Jerome Rothenberg: From 'The Gorky Variations' (in progress), 'Child of an Idumean Night'
(1)
Every hair in his beard was bristling.
Every flag along the border brought war closer,
pierced the father’s heart,
architects & gardeners baled water,
tigers roamed the city,
singers chanting beard to beard.
Jerusalem drew closer to Philistia,
God watching how the holy race leapt from the fire
Mechanics were the last to leave,
all in a row.
American & fat,
fucked senseless.
(2)
They celebrate a crystal solstice,
a sound behind them of a brass harmonica,
like wind inside a swollen udder,
a tumescence & a pustule.
A willow bends & snaps,
a door flies open.
A winter holocaust approaches,
the dead lie frozen,
shoes & teeth piled up,
ploughed underground by tractors.
A willow bends & snaps,
a door flies open.
Down to its final decimal,
the pustule bursts,
their voices sound like avatars,
dancers as pale as doves.
A willow bends & snaps,
a door flies open.
Their father is a jackal,
waves a parchment,
tallow dripping slowly
over a globus written large
.
A willow bends & snaps,
a door flies open.
(3)
If the candle lasts
for days
flash it before
God the Father,
let the testaments
turn rancid,
sprinkle holy water
on your hair.
The father’s heart
may melt,
no longer Master,
a murderer
atop a throne.
So many things
will be repeated,
a tsar will sprinkle water,
up to his hips in dust
the only owner
of his kingdom.
Master of the dust
forever fat,
his language hidden
under languages, the part
he plays forgotten.
Sounding like dull brass,
days dim with
repetition,
worshippers & masters
wait with legs apart,
peace ever distant,
while the locomotive cracks
the idumean night.
Hair covers eyes,
the father’s chest swells,
peace comes slowly,
testaments confound
the senate,
legs & hips
grow fat.
Not brass or iron,
fatness covers all,
a substance drawing light
from wicks,
a master race.
4.xi.11
[NOTE. The last several years have brought me, possibly against my better judgment, into acts of retrospection – a big Reader of works (Eye of Witness) for Black Widow Press & a gathering of uncollected poems (Retrievals) for Junction Press most notable among them.
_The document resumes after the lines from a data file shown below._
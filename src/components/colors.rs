// ============================================================================
// PALETTE — the 16-entry display palette for image cells
// ============================================================================

use egui::Color32;

use crate::canvas::Cell;

pub const PALETTE_SIZE: usize = 16;

/// Display colors for palette indices 0–15. Cell values only ever store the
/// index; these RGB values exist for the screen and the swatch strip.
pub const PALETTE: [Color32; PALETTE_SIZE] = [
    Color32::from_rgb(0x00, 0x00, 0x00), // 0  black
    Color32::from_rgb(0x1d, 0x2b, 0x53), // 1  navy
    Color32::from_rgb(0x7e, 0x25, 0x53), // 2  plum
    Color32::from_rgb(0x00, 0x87, 0x51), // 3  forest
    Color32::from_rgb(0xab, 0x52, 0x36), // 4  rust
    Color32::from_rgb(0x5f, 0x57, 0x4f), // 5  slate
    Color32::from_rgb(0xc2, 0xc3, 0xc7), // 6  silver
    Color32::from_rgb(0xff, 0xf1, 0xe8), // 7  shell
    Color32::from_rgb(0xff, 0x00, 0x4d), // 8  crimson
    Color32::from_rgb(0xff, 0xa3, 0x00), // 9  amber
    Color32::from_rgb(0xff, 0xec, 0x27), // 10 lemon
    Color32::from_rgb(0x00, 0xe4, 0x36), // 11 lime
    Color32::from_rgb(0x29, 0xad, 0xff), // 12 sky
    Color32::from_rgb(0x83, 0x76, 0x9c), // 13 lavender
    Color32::from_rgb(0xff, 0x77, 0xa8), // 14 rose
    Color32::from_rgb(0xff, 0xcc, 0xaa), // 15 sand
];

/// Screen color for a cell value. Image cells are palette indices already;
/// tilemap cells fold into the palette so every tile index gets a stable,
/// distinguishable swatch without real tile art.
pub fn cell_color(value: Cell) -> Color32 {
    PALETTE[value as usize % PALETTE_SIZE]
}
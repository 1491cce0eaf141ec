// ============================================================================
// FLOOD FILL — 4-connected bucket fill over a window snapshot
// ============================================================================

use crate::canvas::{Cell, CellPatch};

/// Flood-fill the connected region of `patch` around (`x`, `y`): every cell
/// reachable from the seed through 4-connected neighbors holding the seed's
/// original value is set to `color`.
///
/// Recoloring doubles as the visited mark — a filled cell no longer matches
/// the source value — so each cell is visited at most once and no separate
/// mask is needed. When `color` equals the seed's value the whole walk would
/// re-match itself forever; that case is a defined no-op. A seed outside the
/// patch is likewise a no-op.
///
/// The bucket tool runs this against a 16×16 snapshot of the viewport's
/// sub-rectangle and blits the result straight back; fills never stage
/// through the overlay because their result must be visible immediately.
pub fn flood_fill(patch: &mut CellPatch, x: i32, y: i32, color: Cell) {
    if !patch.contains(x, y) {
        return;
    }
    let source = patch.get(x, y);
    if source == color {
        return;
    }

    let mut stack = vec![(x, y)];
    patch.set(x, y, color);
    while let Some((x, y)) = stack.pop() {
        for (nx, ny) in [(x - 1, y), (x + 1, y), (x, y - 1), (x, y + 1)] {
            if patch.contains(nx, ny) && patch.get(nx, ny) == source {
                patch.set(nx, ny, color);
                stack.push((nx, ny));
            }
        }
    }
}

// ============================================================================
// TESTS
// ============================================================================
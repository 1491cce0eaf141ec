// GUI-subsystem binary on Windows: no console window is allocated. All
// diagnostics go to the session log file (see src/logger.rs).
#![windows_subsystem = "windows"]

use clap::Parser;

use gridfe::app::GridFEApp;
use gridfe::cli::CliArgs;
use gridfe::logger;

fn main() -> Result<(), eframe::Error> {
    let args = CliArgs::parse();

    // Initialize session log (overwrites previous session log)
    logger::init(args.verbose);
    if let Some(path) = logger::log_path() {
        log::debug!("session log at {}", path.display());
    }

    // Define the native window options
    let options = eframe::NativeOptions {
        viewport: eframe::egui::ViewportBuilder::default()
            .with_inner_size([460.0, 560.0])
            .with_title("GridFE"),
        ..Default::default()
    };

    // Run the application
    eframe::run_native(
        "GridFE",
        options,
        Box::new(move |cc| Box::new(GridFEApp::new(cc, &args))),
    )
}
Coincident with this I made a return to a number of earlier works and submitted them to a process I had begun with The Lorca Variations (1993), in which I drew words from translations I had made of Lorca’s Suites & used them (the nouns in particular) to create a new series of poems “that both were & weren’t Lorca.” In “The Gorky Variations” and an accompanying series, “The Jigoku Zoshi Variations,” I use the same process with poems of my own that date back to the middle 1960s, drawing in the present instance from The Gorky Poems published by El Corno Emplumado in 1966 and reprinted in Poems for the Game of Silence in 1971. As an indication of what’s at stake I’ve turned elsewhere to the following from Henri Matisse, as a directive for the transition from old work to new & as a way of moving forward:
One should be able to rework an old work at least once – to make
sure that one has not fallen victim – to one’s nerves or to fate.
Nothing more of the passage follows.